My first acquaintance with Monet's painting was made in '75 or '76—the year he exhibited his first steam-engine and his celebrated troop of life-size turkeys gobbling the tall grass in a meadow, at the end of which stood, high up in the picture, a French château. Impressionism is a word that has lent itself to every kind of misinterpretation, for in its exact sense all true painting is penetrated with impressionism, but, to use the word in its most modern sense—that is to say, to signify the rapid noting of illusive appearance—Monet is the only painter to whom it may be reasonably applied. I remember very well that sunlit meadow and the long coloured necks of the turkeys. Truly it may be said that, for the space of one rapid glance, the canvas radiates; it throws its light in the face of the spectator as, perhaps, no canvas did before.

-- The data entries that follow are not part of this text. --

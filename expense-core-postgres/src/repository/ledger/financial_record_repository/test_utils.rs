use chrono::Utc;
use expense_core_api::domain::{TransactionStatus, TransactionType};
use expense_core_db::chain::linker::seal;
use expense_core_db::models::audit::AuditLogModel;
use expense_core_db::models::ledger::{FinancialRecordModel, HashString};
use expense_core_db::repository::{Create, FindChainTail};
use expense_core_db::utils::encoding::truncate_to_millis;
use heapless::String as HeaplessString;
use rust_decimal::Decimal;
use uuid::Uuid;

use crate::test_helper::TestContext;

pub fn create_test_audit_log() -> AuditLogModel {
    AuditLogModel::new(Uuid::new_v4(), Utc::now())
}

/// Unsealed record; `sequence`, `prev_hash` and `hash` are left for the linker
pub fn create_test_record(description: &str, amount: Decimal) -> FinancialRecordModel {
    FinancialRecordModel {
        id: Uuid::new_v4(),
        sequence: 0,
        description: HeaplessString::try_from(description).unwrap(),
        amount,
        category: HeaplessString::try_from("Food").unwrap(),
        transaction_type: TransactionType::Expense,
        attachment_url: None,
        owner_id: Uuid::new_v4(),
        created_at: truncate_to_millis(Utc::now()),
        prev_hash: HashString::new(),
        hash: HashString::new(),
        status: TransactionStatus::Pending,
        action_by: None,
        audit_log_id: None,
    }
}

/// Appends a record to the chain inside the context's transaction
pub async fn append_test_record(
    ctx: &TestContext,
    description: &str,
    amount: Decimal,
) -> Result<FinancialRecordModel, Box<dyn std::error::Error + Send + Sync>> {
    let audit_log = create_test_audit_log();
    ctx.audit_log_repository.create(audit_log.clone()).await?;

    let repo = &ctx.financial_record_repository;
    repo.lock_chain().await?;
    let tail = repo.find_chain_tail().await?;

    let mut record = create_test_record(description, amount);
    seal(&mut record, tail.as_ref())?;
    record.audit_log_id = Some(audit_log.id);
    repo.create(record).await
}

But if the eyes are not immediately averted the illusion passes, and its place is taken by a somewhat incoherent and crude coloration. Then the merits of the picture strike you as having been obtained by excessive accomplishment in one-third of the handicraft and something like a formal protestation of the non-existence of the other two-thirds. Since that year I have seen Monets by the score, and have hardly observed any change or alteration in his manner of seeing or executing, or any development soever in his art. At the end of the season he comes up from the country with thirty or forty landscapes, all equally perfect, all painted in precisely the same way, and no one shows the slightest sign of hesitation, and no one suggests the unattainable, the beyond; one and all reveal to us a man who is always sure of his effect, and who is always in a hurry. Any corner of nature will do equally well for his purpose, nor is he disposed to change the disposition of any line of tree or river or hill; so long as a certain reverberation of colour is obtained all is well. An unceasing production, and an almost unvarying degree of excellence, has placed Monet at the head of the school; his pictures command high prices, and nothing goes now with the erudite American but Monet's landscapes. But does Monet merit this excessive patronage, and if so, what are the qualities in his work that make it superior to Sisley's and Pissaro's?